(Saved data entries)
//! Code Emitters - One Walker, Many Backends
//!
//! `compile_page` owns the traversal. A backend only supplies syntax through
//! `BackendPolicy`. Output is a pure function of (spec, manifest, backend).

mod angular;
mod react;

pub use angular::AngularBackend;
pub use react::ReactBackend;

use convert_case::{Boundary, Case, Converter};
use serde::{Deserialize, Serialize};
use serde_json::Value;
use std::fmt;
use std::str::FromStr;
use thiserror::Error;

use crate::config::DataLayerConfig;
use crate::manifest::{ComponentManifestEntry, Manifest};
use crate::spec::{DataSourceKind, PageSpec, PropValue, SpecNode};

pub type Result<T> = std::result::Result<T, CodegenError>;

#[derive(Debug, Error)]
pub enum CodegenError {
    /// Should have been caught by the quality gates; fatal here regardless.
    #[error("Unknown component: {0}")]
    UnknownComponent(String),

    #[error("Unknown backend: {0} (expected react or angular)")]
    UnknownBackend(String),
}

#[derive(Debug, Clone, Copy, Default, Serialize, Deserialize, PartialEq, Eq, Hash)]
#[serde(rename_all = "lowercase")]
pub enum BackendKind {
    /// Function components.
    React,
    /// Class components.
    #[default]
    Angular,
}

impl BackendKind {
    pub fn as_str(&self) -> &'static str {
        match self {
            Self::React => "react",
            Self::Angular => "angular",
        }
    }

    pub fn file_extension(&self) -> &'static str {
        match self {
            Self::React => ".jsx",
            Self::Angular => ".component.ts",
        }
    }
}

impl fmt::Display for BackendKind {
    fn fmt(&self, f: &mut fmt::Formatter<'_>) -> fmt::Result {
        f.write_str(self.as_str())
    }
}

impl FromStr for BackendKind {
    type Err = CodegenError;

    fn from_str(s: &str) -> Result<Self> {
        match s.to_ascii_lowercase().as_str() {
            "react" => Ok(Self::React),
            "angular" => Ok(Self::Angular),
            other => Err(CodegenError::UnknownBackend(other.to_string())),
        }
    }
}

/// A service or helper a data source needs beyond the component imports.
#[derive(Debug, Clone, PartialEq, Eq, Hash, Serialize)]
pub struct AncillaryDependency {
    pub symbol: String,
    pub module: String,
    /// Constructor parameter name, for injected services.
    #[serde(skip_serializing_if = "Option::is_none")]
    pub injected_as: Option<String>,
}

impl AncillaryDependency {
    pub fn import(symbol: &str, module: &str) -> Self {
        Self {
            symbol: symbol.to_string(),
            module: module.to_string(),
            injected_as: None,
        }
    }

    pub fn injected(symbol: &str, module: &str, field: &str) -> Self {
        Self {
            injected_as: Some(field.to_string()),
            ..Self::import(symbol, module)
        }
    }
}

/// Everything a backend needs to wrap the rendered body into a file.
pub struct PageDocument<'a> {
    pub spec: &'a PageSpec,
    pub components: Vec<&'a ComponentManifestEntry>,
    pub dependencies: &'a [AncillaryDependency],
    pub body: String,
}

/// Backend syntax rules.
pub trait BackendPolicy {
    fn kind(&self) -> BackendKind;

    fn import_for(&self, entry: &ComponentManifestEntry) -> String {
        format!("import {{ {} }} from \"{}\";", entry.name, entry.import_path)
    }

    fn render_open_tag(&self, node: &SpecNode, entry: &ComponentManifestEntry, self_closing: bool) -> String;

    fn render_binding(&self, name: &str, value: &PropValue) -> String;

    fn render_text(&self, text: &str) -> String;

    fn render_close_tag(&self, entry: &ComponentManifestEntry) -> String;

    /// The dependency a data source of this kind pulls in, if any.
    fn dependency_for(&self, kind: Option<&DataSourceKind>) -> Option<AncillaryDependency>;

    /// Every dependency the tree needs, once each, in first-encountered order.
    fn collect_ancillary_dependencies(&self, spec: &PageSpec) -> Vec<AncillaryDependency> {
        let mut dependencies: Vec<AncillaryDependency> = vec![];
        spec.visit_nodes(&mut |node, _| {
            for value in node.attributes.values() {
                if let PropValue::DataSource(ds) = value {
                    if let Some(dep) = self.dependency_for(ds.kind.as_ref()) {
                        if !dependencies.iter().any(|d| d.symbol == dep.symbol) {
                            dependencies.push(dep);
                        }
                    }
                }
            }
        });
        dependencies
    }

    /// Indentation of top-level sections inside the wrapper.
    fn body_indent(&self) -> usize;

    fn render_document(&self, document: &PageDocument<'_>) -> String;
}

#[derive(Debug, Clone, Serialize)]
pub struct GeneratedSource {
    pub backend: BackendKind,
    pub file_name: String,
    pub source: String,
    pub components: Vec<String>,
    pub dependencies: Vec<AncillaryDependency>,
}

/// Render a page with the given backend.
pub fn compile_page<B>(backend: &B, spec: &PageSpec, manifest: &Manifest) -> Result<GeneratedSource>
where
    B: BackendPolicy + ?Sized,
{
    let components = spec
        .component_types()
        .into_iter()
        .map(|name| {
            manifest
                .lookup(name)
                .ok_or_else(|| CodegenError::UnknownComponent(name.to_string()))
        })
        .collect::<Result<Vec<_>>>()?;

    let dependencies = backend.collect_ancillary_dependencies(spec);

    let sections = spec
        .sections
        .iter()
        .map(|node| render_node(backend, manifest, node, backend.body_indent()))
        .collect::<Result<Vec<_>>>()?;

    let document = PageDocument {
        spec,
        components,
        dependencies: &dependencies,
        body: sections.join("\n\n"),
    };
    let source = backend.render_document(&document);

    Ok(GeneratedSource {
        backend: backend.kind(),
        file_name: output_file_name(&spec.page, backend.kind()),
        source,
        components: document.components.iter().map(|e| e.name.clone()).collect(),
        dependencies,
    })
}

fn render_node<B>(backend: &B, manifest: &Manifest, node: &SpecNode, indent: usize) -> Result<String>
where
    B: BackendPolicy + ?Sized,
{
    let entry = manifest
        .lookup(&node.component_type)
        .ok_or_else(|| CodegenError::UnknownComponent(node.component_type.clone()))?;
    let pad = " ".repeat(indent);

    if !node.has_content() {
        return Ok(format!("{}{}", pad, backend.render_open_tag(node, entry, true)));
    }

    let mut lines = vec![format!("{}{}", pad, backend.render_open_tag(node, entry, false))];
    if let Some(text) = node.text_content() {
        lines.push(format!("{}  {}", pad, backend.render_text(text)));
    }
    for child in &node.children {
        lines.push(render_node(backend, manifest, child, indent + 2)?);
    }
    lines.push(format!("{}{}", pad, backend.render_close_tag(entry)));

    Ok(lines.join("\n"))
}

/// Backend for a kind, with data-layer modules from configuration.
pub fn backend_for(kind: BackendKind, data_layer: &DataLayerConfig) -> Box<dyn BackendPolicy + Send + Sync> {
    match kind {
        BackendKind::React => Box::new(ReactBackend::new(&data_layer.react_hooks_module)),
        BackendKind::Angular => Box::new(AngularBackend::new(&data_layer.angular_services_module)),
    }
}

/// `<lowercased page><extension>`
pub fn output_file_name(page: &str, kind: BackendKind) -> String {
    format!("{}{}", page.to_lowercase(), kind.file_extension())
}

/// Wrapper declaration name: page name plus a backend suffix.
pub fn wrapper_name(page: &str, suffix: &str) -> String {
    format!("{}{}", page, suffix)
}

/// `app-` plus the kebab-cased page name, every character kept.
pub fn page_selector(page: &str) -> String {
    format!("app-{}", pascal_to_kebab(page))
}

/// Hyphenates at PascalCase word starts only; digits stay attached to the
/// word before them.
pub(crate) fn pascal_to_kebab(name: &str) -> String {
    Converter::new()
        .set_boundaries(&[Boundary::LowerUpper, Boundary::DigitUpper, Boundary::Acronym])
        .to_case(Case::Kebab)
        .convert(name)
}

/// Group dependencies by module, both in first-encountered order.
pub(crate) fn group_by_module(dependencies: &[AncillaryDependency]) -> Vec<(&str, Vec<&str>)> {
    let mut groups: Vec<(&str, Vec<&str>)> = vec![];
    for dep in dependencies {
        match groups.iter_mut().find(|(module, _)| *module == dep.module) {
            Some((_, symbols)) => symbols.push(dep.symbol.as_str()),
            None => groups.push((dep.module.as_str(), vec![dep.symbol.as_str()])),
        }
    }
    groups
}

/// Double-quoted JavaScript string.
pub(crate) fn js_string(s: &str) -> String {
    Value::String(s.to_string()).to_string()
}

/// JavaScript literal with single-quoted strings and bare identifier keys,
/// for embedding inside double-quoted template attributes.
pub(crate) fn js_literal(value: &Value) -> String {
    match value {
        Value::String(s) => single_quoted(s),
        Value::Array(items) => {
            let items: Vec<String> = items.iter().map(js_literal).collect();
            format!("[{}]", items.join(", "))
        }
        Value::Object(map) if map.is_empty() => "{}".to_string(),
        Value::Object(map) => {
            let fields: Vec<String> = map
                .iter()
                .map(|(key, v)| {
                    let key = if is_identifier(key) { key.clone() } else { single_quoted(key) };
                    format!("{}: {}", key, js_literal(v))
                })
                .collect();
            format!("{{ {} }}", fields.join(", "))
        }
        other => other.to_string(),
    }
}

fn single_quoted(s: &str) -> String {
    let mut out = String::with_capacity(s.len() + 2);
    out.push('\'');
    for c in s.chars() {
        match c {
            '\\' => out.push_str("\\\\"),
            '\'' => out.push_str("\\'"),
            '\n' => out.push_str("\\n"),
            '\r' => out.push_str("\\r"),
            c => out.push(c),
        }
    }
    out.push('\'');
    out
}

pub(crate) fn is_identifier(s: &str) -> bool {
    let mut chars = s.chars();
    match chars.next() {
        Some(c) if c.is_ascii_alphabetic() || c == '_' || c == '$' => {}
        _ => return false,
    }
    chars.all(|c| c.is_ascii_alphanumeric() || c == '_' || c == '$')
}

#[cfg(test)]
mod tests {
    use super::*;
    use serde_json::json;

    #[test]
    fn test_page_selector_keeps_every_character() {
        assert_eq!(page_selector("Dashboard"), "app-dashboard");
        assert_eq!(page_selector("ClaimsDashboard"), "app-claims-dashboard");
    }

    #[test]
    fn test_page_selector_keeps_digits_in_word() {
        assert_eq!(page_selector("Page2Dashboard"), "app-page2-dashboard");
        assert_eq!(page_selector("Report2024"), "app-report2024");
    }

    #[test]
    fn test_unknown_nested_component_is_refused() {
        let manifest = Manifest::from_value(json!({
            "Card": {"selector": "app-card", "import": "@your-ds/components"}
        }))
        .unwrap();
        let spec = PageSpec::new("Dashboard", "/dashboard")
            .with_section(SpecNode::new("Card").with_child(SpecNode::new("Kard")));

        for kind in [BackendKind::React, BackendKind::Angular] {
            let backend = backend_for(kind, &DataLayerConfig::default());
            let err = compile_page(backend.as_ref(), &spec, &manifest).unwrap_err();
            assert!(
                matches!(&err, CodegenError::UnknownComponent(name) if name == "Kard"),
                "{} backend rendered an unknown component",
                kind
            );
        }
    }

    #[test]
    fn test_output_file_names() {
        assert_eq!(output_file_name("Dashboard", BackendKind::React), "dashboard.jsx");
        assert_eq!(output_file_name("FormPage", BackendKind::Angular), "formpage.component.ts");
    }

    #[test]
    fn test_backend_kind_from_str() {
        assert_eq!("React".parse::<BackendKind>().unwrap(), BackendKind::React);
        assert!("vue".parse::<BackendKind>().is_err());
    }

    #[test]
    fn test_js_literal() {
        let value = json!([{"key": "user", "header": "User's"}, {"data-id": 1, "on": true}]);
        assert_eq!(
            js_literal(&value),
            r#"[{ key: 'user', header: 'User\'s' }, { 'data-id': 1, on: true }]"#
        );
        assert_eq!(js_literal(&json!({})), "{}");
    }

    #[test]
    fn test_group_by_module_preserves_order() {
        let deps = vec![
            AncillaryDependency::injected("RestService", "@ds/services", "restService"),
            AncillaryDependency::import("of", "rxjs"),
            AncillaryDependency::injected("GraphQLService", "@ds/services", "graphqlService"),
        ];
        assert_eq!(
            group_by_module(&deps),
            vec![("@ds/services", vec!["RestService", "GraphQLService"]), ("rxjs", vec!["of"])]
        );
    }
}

* * *

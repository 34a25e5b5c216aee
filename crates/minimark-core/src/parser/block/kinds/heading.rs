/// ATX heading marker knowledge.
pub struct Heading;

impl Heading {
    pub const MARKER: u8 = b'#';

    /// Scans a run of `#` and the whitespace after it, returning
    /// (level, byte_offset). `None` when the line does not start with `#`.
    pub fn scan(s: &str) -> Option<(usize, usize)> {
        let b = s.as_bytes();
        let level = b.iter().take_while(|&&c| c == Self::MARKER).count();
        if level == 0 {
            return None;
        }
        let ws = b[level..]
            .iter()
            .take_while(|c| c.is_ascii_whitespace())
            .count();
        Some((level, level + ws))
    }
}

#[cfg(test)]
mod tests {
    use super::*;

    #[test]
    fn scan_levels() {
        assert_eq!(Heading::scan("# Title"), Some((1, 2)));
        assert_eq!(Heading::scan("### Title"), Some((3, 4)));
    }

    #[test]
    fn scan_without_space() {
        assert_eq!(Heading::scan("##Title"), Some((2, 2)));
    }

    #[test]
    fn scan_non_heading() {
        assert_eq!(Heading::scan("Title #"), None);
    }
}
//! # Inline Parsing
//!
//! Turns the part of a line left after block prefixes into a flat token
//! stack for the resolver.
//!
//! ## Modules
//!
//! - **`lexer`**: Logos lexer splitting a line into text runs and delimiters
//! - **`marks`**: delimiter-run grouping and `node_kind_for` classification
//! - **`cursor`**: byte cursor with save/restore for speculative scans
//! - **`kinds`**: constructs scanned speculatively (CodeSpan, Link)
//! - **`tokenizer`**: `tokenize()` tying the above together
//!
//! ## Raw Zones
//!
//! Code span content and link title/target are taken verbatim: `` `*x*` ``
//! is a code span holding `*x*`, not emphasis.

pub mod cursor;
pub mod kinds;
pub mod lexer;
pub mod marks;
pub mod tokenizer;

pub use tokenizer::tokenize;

---

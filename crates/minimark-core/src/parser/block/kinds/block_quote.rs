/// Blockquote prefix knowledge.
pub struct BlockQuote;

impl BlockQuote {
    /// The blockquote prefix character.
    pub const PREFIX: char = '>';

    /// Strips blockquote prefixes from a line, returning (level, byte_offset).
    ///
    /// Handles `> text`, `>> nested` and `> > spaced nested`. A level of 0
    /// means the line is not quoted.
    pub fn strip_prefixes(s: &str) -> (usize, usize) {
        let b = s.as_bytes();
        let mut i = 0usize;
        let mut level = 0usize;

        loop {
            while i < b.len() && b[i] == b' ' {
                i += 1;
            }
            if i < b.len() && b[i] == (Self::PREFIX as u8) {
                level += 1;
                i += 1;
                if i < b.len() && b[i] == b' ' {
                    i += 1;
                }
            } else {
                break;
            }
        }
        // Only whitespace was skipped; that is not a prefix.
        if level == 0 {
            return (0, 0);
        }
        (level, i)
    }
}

What you should do:
Across all lines above, count those with the string "marks". Only the number is wanted.

Result of the task:
2